It seems to have been during the early years of his professorship at Glasgow that Adam Smith formed that friendship with David Hume which forms so pleasing a feature in the life of both of them, and is so memorable in the history of literary attachments. There was sufficient sameness in the fundamental characteristics and opinions of each of them, together with sufficient differences on minor points, to ensure the permanence of their mutual affection. Both took the same interest in questions of moral philosophy and political economy; both had a certain simplicity and gentleness of character; both held the same ideas of the relation of natural to revealed religion.

A letter written by Hume to his friend in 1759, on the occasion of the publication of his Moral Sentiments, is of interest, not only as characteristic of the friendship between them, but as indicative of the good reception which the book immediately met with from all persons competent to judge of it. The letter is dated April 12, 1759

"I give you thanks for the agreeable present of your Theory. Wedderburne and I made presents of our copies to such of our acquaintances as we thought good judges, and proper to spread the reputation of the book. I sent one to the Duke of Argyll, to Lord Lyttleton, Horace Walpole, Soame Jennyns, and Burke, an Irish gentleman, who wrote lately a very pretty treatise on the Sublime. Millar desired my permission to send one in your name to Dr. Warburton. I have delayed writing till I could tell you something of the success of the book, and could prognosticate, with some probability, whether it should be finally damned to oblivion, or should be registered in the temple of immortality. Though it has been published only a few weeks, I think there appear already such strong symptoms, that I can almost venture to foretell its fate.... I am afraid of Lord Kames's Law Tracts. A man might as well think of making a fine sauce by a mixture of wormwood and aloes as an agreeable composition by joining metaphysics and Scotch law.... I believe I have mentioned to you already Helvetius's book de l'Esprit. It is worth your reading, not for its philosophy, which I do not highly value, but for its agreeable composition. I had a letter from him a few days ago wherein he tells me that my name was much oftener in the manuscript, but that the censor of books at Paris obliged him to strike it out.... But what is all this to my book? say you. My dear Mr. Smith, have patience: compose yourself to tranquillity; show yourself a philosopher in practice as well as profession; think on the emptiness, and rashness, and futility of the common judgment of men; how little they are regulated by reason in any subject, much more in philosophical subjects, which so far exceed the comprehension of the vulgar. A wise man's kingdom is his own breast; or, if he ever looks farther, it will only be to the judgment of a select few, who are free from prejudices and capable of examining his work. Nothing indeed can be a stronger presumption of falsehood than the approbation of the multitude; and Phocion, you know, always suspected himself of some blunder when he was attended with the applauses of the populace.
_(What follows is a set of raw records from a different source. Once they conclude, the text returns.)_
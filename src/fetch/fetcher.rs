//! Diff retrieval with caching, pacing and bounded retry.

use std::time::Duration;

use reqwest::{header, Client, Response, StatusCode};
use tracing::{debug, warn};
use url::Url;

use crate::utils::Shutdown;

use super::cache::DiffCache;
use super::error::FetchError;
use super::rate_limit::RateLimiter;

/// Media type requesting the raw diff rendering of a pull request.
const DIFF_MEDIA_TYPE: &str = "application/vnd.github.v3.diff";

/// Wait applied to a 429 response carrying no `Retry-After` header.
const DEFAULT_RETRY_AFTER: Duration = Duration::from_secs(60);

/// Retrieves diff text for pull-request records.
///
/// Lookup order: cache first (bypassing the network and the limiter on a
/// hit), then a paced HTTP request with at most one internal retry on a
/// quota response. All state is owned by the instance; two fetchers in one
/// process are fully independent.
pub struct DiffFetcher {
    client: Client,
    cache: Option<DiffCache>,
    limiter: RateLimiter,
    token: Option<String>,
    shutdown: Shutdown,
}

impl DiffFetcher {
    /// Builds a fetcher from its collaborators.
    pub fn new(
        client: Client,
        cache: Option<DiffCache>,
        limiter: RateLimiter,
        token: Option<String>,
        shutdown: Shutdown,
    ) -> Self {
        Self {
            client,
            cache,
            limiter,
            token,
            shutdown,
        }
    }

    /// Fetches the diff text behind `url`.
    ///
    /// The cache is keyed by the URL as it appears in the record, before
    /// any rewriting, so replays hit regardless of endpoint migrations.
    pub async fn fetch(&self, url: &str) -> Result<String, FetchError> {
        if let Some(cache) = &self.cache {
            if let Some(text) = cache.lookup(url) {
                return Ok(text);
            }
        }

        let fetch_url = rewrite_github_diff_url(url);
        if fetch_url != url {
            debug!(url, fetch_url = %fetch_url, "rewrote web diff URL to API endpoint");
        }

        let host = Url::parse(&fetch_url)
            .ok()
            .and_then(|u| u.host_str().map(str::to_owned))
            .ok_or_else(|| FetchError::InvalidUrl {
                url: fetch_url.clone(),
            })?;

        self.limiter.acquire(&host).await;
        let mut response = self.send(&fetch_url).await?;

        if response.status() == StatusCode::TOO_MANY_REQUESTS {
            self.record_quota(&response).await;
            let wait = retry_after(&response).unwrap_or(DEFAULT_RETRY_AFTER);
            warn!(
                host = %host,
                wait_secs = wait.as_secs(),
                "quota response received, retrying once after wait"
            );
            tokio::select! {
                () = tokio::time::sleep(wait) => {}
                () = self.shutdown.triggered() => return Err(FetchError::Cancelled),
            }
            self.limiter.acquire(&host).await;
            response = self.send(&fetch_url).await?;
        }

        self.record_quota(&response).await;

        let status = response.status();
        if status == StatusCode::NOT_FOUND || status == StatusCode::GONE {
            return Err(FetchError::NotFound);
        }
        if !status.is_success() {
            return Err(FetchError::Status {
                status: status.as_u16(),
            });
        }

        let text = response
            .text()
            .await
            .map_err(|e| FetchError::Network(e.to_string()))?;

        if let Some(cache) = &self.cache {
            // A failed cache write must not fail the fetch.
            if let Err(err) = cache.store(url, &text) {
                warn!(url, %err, "failed to write diff cache entry");
            }
        }

        Ok(text)
    }

    /// Issues one GET for the diff representation.
    async fn send(&self, url: &str) -> Result<Response, FetchError> {
        let mut request = self
            .client
            .get(url)
            .header(header::ACCEPT, DIFF_MEDIA_TYPE);
        if let Some(token) = &self.token {
            request = request.bearer_auth(token);
        }
        request
            .send()
            .await
            .map_err(|e| FetchError::Network(e.to_string()))
    }

    /// Forwards rate-limit response headers into the limiter's ledger.
    async fn record_quota(&self, response: &Response) {
        let remaining = header_value(response, "x-ratelimit-remaining");
        let reset = header_value(response, "x-ratelimit-reset");
        self.limiter.record_response(remaining, reset).await;
    }
}

/// Parses a numeric response header, if present.
fn header_value(response: &Response, name: &str) -> Option<u64> {
    response
        .headers()
        .get(name)
        .and_then(|v| v.to_str().ok())
        .and_then(|v| v.parse().ok())
}

/// Parses the `Retry-After` header as a delay in seconds.
fn retry_after(response: &Response) -> Option<Duration> {
    header_value(response, "retry-after").map(Duration::from_secs)
}

/// Rewrites `https://github.com/{owner}/{repo}/pull/{n}.diff` to the API
/// endpoint `https://api.github.com/repos/{owner}/{repo}/pulls/{n}`.
///
/// The API endpoint honors bearer credentials and reports quota headers;
/// the web URL serves from a stricter anonymous pool. Any URL that does
/// not match the web diff shape passes through untouched.
pub(crate) fn rewrite_github_diff_url(url: &str) -> String {
    let Ok(parsed) = Url::parse(url) else {
        return url.to_string();
    };
    if parsed.host_str() != Some("github.com") {
        return url.to_string();
    }
    let segments: Vec<&str> = parsed
        .path_segments()
        .map(Iterator::collect)
        .unwrap_or_default();

    if let [owner, repo, "pull", last] = segments.as_slice() {
        if let Some(number) = last.strip_suffix(".diff") {
            if !number.is_empty() && number.chars().all(|c| c.is_ascii_digit()) {
                return format!("https://api.github.com/repos/{owner}/{repo}/pulls/{number}");
            }
        }
    }
    url.to_string()
}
"Supposing. there fore, that you have duly prepared yourself for the worst by all these reflections, I proceed to tell you the melancholy news, that your book has been very unfortunate, for the public seem disposed to applaud it extremely. It was looked for by the foolish people with some impatience; and the mob of literati are beginning already to be very loud in its praises. Three bishops called yesterday at Millar's shop in order to buy copies and to ask questions about its author. The Bishop of Peterborough said he had passed the evening in a company where he heard it extolled above all books in the world. The Duke of Argyll is more decisive than he uses to be in its favour. I suppose he either considers it an exotic or thinks the author will be serviceable to him in the Glasgow elections. Lord Lyttleton says that Robertson, and Smith, and Bower are the glories of English literature. Oswald protests he does not know whether he has reaped more instruction or entertainment from it. But you may easily judge what reliance can be placed on his judgment who has been engaged all his life in public business, and who never sees any faults in his friends. Millar exults and brags that two-thirds of the edition are already sold, and that it is sure of success. You see what a son of earth that is, to value books only by the profit they bring him.. In that view, I believe, it may prove a very good book.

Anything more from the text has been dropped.